AUDIENCE: It's the same.

CHARLES LEISERSON: Yeah, the work is still asymptotically order n. Because I always have n work in the leaves, even if I do more iterations here. What increasing g does is it shrinks this, right? It shrinks this. The span for this is what? So I heard somebody say it. n over g plus g. And it corresponds to this path. So this is the n over g part up here, and this is the plus g.

So what we want to do to minimize this, is we can minimize this. This has the smallest value when these two terms are equal, which you can either know as a basic fact of the summation of these kinds of things, or you could take derivatives and so forth. Or you can just eyeball it and say, gee, if g is bigger than square root of n, then this is going to be the dominant, and if g is smaller than square root of n, then this is going to be dominant. And so when they're equal, that sounds like about when it should be the smallest, which is true. So we pick it to be about square root of n, to minimize the span. Since g, I don't have anything to minimize here. So pick it around square root of n, then the span is around square root of n. And so then the parallelism is order square root of n. So that's pretty good. So that's not bad. So for something that's a big array, array of size 1 million, parallelism might be 1,000. That might be just hunky dory. Question. What's that?

AUDIENCE: I don't see where--

CHARLES LEISERSON: We've picked g to be equal to square root of n.

AUDIENCE: [INAUDIBLE] plus n over g, plus g. I don't see where [INAUDIBLE].

CHARLES LEISERSON: You don't see where this g came from? This g comes from, because I'm doing g iterations here. So remember that these are now of size g. I'm doing g iterations in each leaf here, if I set g to be large. So I'm doing n over g pieces here, plus g iterations in my [INAUDIBLE]. Is that clear? So the n over g is this part. This size here, this is not one. This has g iterations in it. So the total span is g plus n over g. Any other questions about this?

So basically, I get order square root of n. And so this is not necessarily a bad way of doing it, but the cilk for is a far more reliable way of making sure that you get the parallelism than spawning things off one by one. One of the things, by the way, in this, I've seen people write code where their first instinct is to write something like this, where this that they're spawning off is only constant time. And they say, gee, I spawned off n things. That's really parallel. When in fact, their parallelism is order one. So it's really seductive to think that you can get parallelism by this, [? right. ?] It's much better to do divide and conquer, and cilk for does that for you automatically. If you're going to do it by hand, sometimes you do want to do it by hand, then you probably want to think more about divide and conquer to generate parallelism, because you'll have a small span, than doing many things one at a time.

So here's some tips for performance. So you want to minimize the span, so the parallelism is the work over the span. So you want to minimize the span to maximize parallelism. And in general, you should try to generate something like 10 times more parallelism than processors, if you want to get near perfect linear speed-up.
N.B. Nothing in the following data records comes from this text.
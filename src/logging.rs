//! Tracing subscriber setup

use tracing::debug;
use tracing_subscriber::EnvFilter;

use crate::config::{ConfigError, LoggingConfig};

/// Install the global subscriber
///
/// `RUST_LOG` takes precedence over the configured level. Calling this more
/// than once is harmless; later calls keep the first subscriber.
pub fn init(config: &LoggingConfig) -> Result<(), ConfigError> {
    let filter = match EnvFilter::try_from_default_env() {
        Ok(filter) => filter,
        Err(_) => EnvFilter::try_new(&config.level).map_err(|e| {
            ConfigError::ValidationError(format!("Invalid log level {:?}: {}", config.level, e))
        })?,
    };

    if tracing_subscriber::fmt()
        .with_env_filter(filter)
        .try_init()
        .is_err()
    {
        debug!("tracing subscriber already installed");
    }
    Ok(())
}

#[cfg(test)]
mod tests {
    use super::*;

    #[test]
    fn test_init_twice() {
        let config = LoggingConfig {
            level: "debug".to_string(),
        };
        init(&config).unwrap();
        init(&config).unwrap();
    }

    #[test]
    fn test_invalid_level() {
        if std::env::var("RUST_LOG").is_ok() {
            return;
        }
        let config = LoggingConfig {
            level: "filen_adapter=loud".to_string(),
        };
        assert!(init(&config).is_err());
    }
}
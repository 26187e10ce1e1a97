//! Common test utilities and fixtures
//!
//! Every test gets its own in-memory account, opened through the same path a
//! real deployment takes: YAML config, registry, session connector.

#![allow(dead_code)]

use std::io::Cursor;
use std::sync::Arc;

use anyhow::{Context, Result};
use chrono::Utc;
use filen_adapter::client::memory::{MemoryClient, MemoryClientConfig, MemoryConnector};
use filen_adapter::config::Config;
use filen_adapter::fs::{DirEntry, File, Filesystem, ObjectInfo, OpenOptions};
use filen_adapter::registry::{RegInfo, Registry};
use filen_adapter::FilenError;
use rand::RngCore;
use tracing_subscriber::EnvFilter;

pub const EMAIL: &str = "tester@example.com";
pub const PASSWORD: &str = "correct horse battery staple";

/// Download chunk size of the test account; small so that transfers span
/// many chunks
pub const CHUNK_SIZE: usize = 16;

/// Initialize logging for tests (call once per test run)
pub fn init_logging() {
    let _ = tracing_subscriber::fmt()
        .with_env_filter(
            EnvFilter::try_from_default_env().unwrap_or_else(|_| EnvFilter::new("info")),
        )
        .with_test_writer()
        .try_init();
}

/// Config for a single remote rooted at `root`
pub fn test_config(root: &str) -> String {
    format!(
        r#"
logging:
  level: debug
defaults:
  email: {email}
  password: "{password}"
  transfer:
    chunk_size: 32B
    chunk_timeout: 5s
remotes:
  - name: test
    backend: filen
    root: "{root}"
"#,
        email = EMAIL,
        password = PASSWORD,
        root = root,
    )
}

/// A registry with one in-memory account registered as the "filen" backend
pub fn test_registry(client: &MemoryClient) -> Result<Registry> {
    let connector = MemoryConnector::new().with_account(EMAIL, PASSWORD, client.clone());
    let mut registry = Registry::new();
    registry.register(
        RegInfo::with_credentials("filen", "Filen cloud storage (in memory)"),
        Arc::new(connector),
    )?;
    Ok(registry)
}

pub struct TestHarness {
    client: MemoryClient,
    fs: Filesystem,
}

impl TestHarness {
    pub async fn new() -> Result<Self> {
        Self::with_root("/").await
    }

    pub async fn with_root(root: &str) -> Result<Self> {
        init_logging();

        let client = MemoryClient::new(MemoryClientConfig {
            chunk_size: CHUNK_SIZE,
        });
        let config = Config::from_str(&test_config(root))?;
        config.validate()?;

        let remote = config.remote("test").context("test remote missing")?;
        let fs = test_registry(&client)?.new_fs(remote).await?;
        Ok(Self { client, fs })
    }

    pub fn fs(&self) -> &Filesystem {
        &self.fs
    }

    /// The account behind the filesystem, for inspection
    pub fn client(&self) -> &MemoryClient {
        &self.client
    }
}

pub fn random_bytes(len: usize) -> Vec<u8> {
    let mut data = vec![0u8; len];
    rand::thread_rng().fill_bytes(&mut data);
    data
}

/// Upload `data` to `remote` with its exact size declared
pub async fn put_bytes(fs: &Filesystem, remote: &str, data: &[u8]) -> Result<File> {
    let info = ObjectInfo::new(remote, Some(data.len() as u64), Utc::now());
    Ok(fs.put(Cursor::new(data.to_vec()), &info).await?)
}

/// Look up `remote` and read its whole content
pub async fn read_object(fs: &Filesystem, remote: &str) -> Result<Vec<u8>> {
    let file = fs.new_object(remote).await?;
    Ok(file.open(OpenOptions::default()).await?.read_all().await?)
}

pub fn entry_names(entries: &[DirEntry]) -> Vec<&str> {
    entries.iter().map(|e| e.remote()).collect()
}

/// Assert that `new_object` reports `remote` as missing
pub async fn assert_not_found(fs: &Filesystem, remote: &str) {
    match fs.new_object(remote).await {
        Err(FilenError::NotFound(_)) => {}
        Err(e) => panic!("Expected NotFound for {:?}, got error {:?}", remote, e),
        Ok(file) => panic!("Expected NotFound for {:?}, got {:?}", remote, file),
    }
}
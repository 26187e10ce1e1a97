//! Environment variable substitution for configuration values
//!
//! Credential values may reference the environment as `${VAR_NAME}` so that
//! secrets stay out of configuration files.

use std::env;

use once_cell::sync::Lazy;
use regex::{Captures, Regex};

use crate::config::ConfigError;

/// Matches `${VAR_NAME}`
static ENV_VAR_PATTERN: Lazy<Regex> = Lazy::new(|| {
    Regex::new(r"\$\{([A-Za-z_][A-Za-z0-9_]*)\}").expect("environment variable pattern is valid")
});

/// Replace every `${VAR_NAME}` in `input` with the variable's value.
///
/// All unset variables are reported in a single error.
///
/// ```ignore
/// std::env::set_var("FILEN_PASSWORD", "secret");
/// assert_eq!(substitute_env_vars("${FILEN_PASSWORD}").unwrap(), "secret");
/// ```
pub fn substitute_env_vars(input: &str) -> Result<String, ConfigError> {
    let mut missing: Vec<String> = Vec::new();

    let output = ENV_VAR_PATTERN.replace_all(input, |caps: &Captures| {
        let name = &caps[1];
        env::var(name).unwrap_or_else(|_| {
            if !missing.iter().any(|m| m == name) {
                missing.push(name.to_string());
            }
            String::new()
        })
    });

    if !missing.is_empty() {
        return Err(ConfigError::ValidationError(format!(
            "Missing environment variables: {}",
            missing.join(", ")
        )));
    }

    Ok(output.into_owned())
}
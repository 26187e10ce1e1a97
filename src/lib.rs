//! filen-adapter: Filen cloud storage as a generic filesystem backend
//!
//! The remote store addresses files and folders by identifier; callers speak
//! slash-delimited paths. This crate sits in between: it resolves paths to
//! identifiers, turns listings into generic entries, and bridges streaming
//! reads and writes to the storage client.
//!
//! # Architecture
//!
//! - **Storage client** ([`client::StorageClient`]): the identifier-addressed
//!   collaborator that owns the wire protocol, encryption and authentication.
//!   [`client::memory::MemoryClient`] is a complete in-process implementation.
//! - **Path resolver** ([`fs::PathResolver`]): segment-by-segment lookup with a
//!   per-filesystem identifier cache.
//! - **Entries** ([`fs::DirEntry`]): `Directory` and `File` snapshots with the
//!   generic metadata contract. Only files stream.
//! - **Filesystem** ([`fs::Filesystem`]): the composition root binding a root
//!   prefix to a client session.
//! - **Registry** ([`registry::Registry`]): opens filesystems from
//!   configuration through registered session connectors.
//!
//! # Example
//!
//! ```no_run
//! use std::sync::Arc;
//!
//! use filen_adapter::client::memory::{MemoryClient, MemoryConnector};
//! use filen_adapter::config::Config;
//! use filen_adapter::registry::{RegInfo, Registry};
//!
//! # async fn example() -> Result<(), Box<dyn std::error::Error>> {
//! let config = Config::from_file("filen.yaml".as_ref())?;
//! config.validate()?;
//! filen_adapter::logging::init(&config.logging)?;
//!
//! let connector = MemoryConnector::new()
//!     .with_account("me@example.com", "secret", MemoryClient::default());
//! let mut registry = Registry::new();
//! registry.register(RegInfo::with_credentials("filen", "Filen"), Arc::new(connector))?;
//!
//! for remote in &config.remotes {
//!     let fs = registry.new_fs(remote).await?;
//!     for entry in fs.list("").await? {
//!         println!("{}", entry);
//!     }
//! }
//! # Ok(())
//! # }
//! ```

pub mod client;
pub mod config;
pub mod env;
pub mod error;
pub mod fs;
pub mod logging;
pub mod registry;
pub mod session;

pub use error::{FilenError, Result};
pub use fs::{DirEntry, Filesystem, ObjectInfo};
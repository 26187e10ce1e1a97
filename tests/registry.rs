//! Opening filesystems from configuration
//!
//! Tests the path from a YAML file on disk, through the registry, to a live
//! filesystem, including the credential failures along the way.

mod common;

use anyhow::Result;
use common::*;
use filen_adapter::client::memory::MemoryClient;
use filen_adapter::config::Config;
use filen_adapter::FilenError;
use std::io::Write;

fn write_config(content: &str) -> Result<tempfile::NamedTempFile> {
    let mut file = tempfile::NamedTempFile::new()?;
    file.write_all(content.as_bytes())?;
    Ok(file)
}

/// Two remotes on one account see each other's files through their roots
#[tokio::test]
async fn test_remotes_share_account() -> Result<()> {
    init_logging();
    std::env::set_var("FILEN_REGISTRY_TEST_PASSWORD", PASSWORD);

    let file = write_config(&format!(
        r#"
defaults:
  email: {}
  password: ${{FILEN_REGISTRY_TEST_PASSWORD}}
remotes:
  - name: everything
  - name: photos
    root: Pictures
"#,
        EMAIL
    ))?;
    let config = Config::from_file(file.path())?;
    config.validate()?;

    let client = MemoryClient::default();
    let registry = test_registry(&client)?;
    let everything = registry.new_fs(config.remote("everything").unwrap()).await?;
    let photos = registry.new_fs(config.remote("photos").unwrap()).await?;

    put_bytes(&photos, "cat.jpg", b"meow").await?;
    assert_eq!(read_object(&everything, "Pictures/cat.jpg").await?, b"meow");

    std::env::remove_var("FILEN_REGISTRY_TEST_PASSWORD");
    Ok(())
}

/// Bad credentials are reported as an authentication failure
#[tokio::test]
async fn test_wrong_password() -> Result<()> {
    let config = Config::from_str(&format!(
        "remotes:\n  - name: docs\n    email: {}\n    password: guessed\n",
        EMAIL
    ))?;

    let registry = test_registry(&MemoryClient::default())?;
    let err = registry.new_fs(&config.remotes[0]).await.unwrap_err();
    assert!(matches!(err, FilenError::Auth(_)));
    assert!(!err.to_string().contains("guessed"));
    Ok(())
}

/// An unknown backend name is a configuration error
#[tokio::test]
async fn test_unknown_backend() -> Result<()> {
    let config = Config::from_str(&format!(
        "remotes:\n  - name: docs\n    backend: ftp\n    email: {}\n    password: x\n",
        EMAIL
    ))?;

    let registry = test_registry(&MemoryClient::default())?;
    let err = registry.new_fs(&config.remotes[0]).await.unwrap_err();
    assert!(matches!(err, FilenError::Config(_)));
    Ok(())
}

/// A root that names a file cannot be opened
#[tokio::test]
async fn test_root_is_file() -> Result<()> {
    let client = MemoryClient::default();
    let registry = test_registry(&client)?;

    let config = Config::from_str(&test_config("/"))?;
    let fs = registry.new_fs(&config.remotes[0]).await?;
    put_bytes(&fs, "notes.txt", b"plain file").await?;

    let config = Config::from_str(&test_config("notes.txt"))?;
    let err = registry.new_fs(&config.remotes[0]).await.unwrap_err();
    assert!(matches!(err, FilenError::NotADirectory(_)));
    Ok(())
}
In other words, a parallel slackness of 10 or better is usually adequate. If you can get more, you're now talking that you can get more performance, but now you're getting performance increases in the range of 5% or so, 5% to 10%, something like that.

Second thing is if you have plenty of parallelism, try to trade some of it off to reduce work overhead. So this is a general case. This is what actually goes on underneath in the cilk++ runtime system, is they are trying to do this themselves. But you in your own code can play exactly the same game. Whenever you have a problem and it says, whoa, look at all this parallelism, think about ways that you could reduce the parallelism and get something back in the efficiency of the work term, because the performance in the end is going to be something like t1 over p plus t infinity. If t infinity is small, it's like t1 over p, and so anything you save in the t1 term is saving you overall. It's going to be a savings for you overall.

Use divide and conquer recursion on parallel loops rather than sprawling one small thing after another. In other words, do this not this, generally. And here's some more tips. Another thing that can happen that we looked at here was make sure that the amount of work you're doing is reasonably large compared to the number of spawns. You could also say this is true when you do recursion for function calls. Make sure if you're just in serial programming, you always want to make sure that the amount of work you're doing is small compared to the number of function calls are doing if you can, and that'll make things go faster. So same thing here, you want to have a lot of work compared to the total number of spawns that you're doing in your program. So spawns, by the way, in this system, are about three or four times the cost of a function call. They're sort of the same order of magnitude as a function call, a little bit heavier than a function call. So you can spawn pretty readily, as long as the total number of spawns you're doing isn't dominating your work.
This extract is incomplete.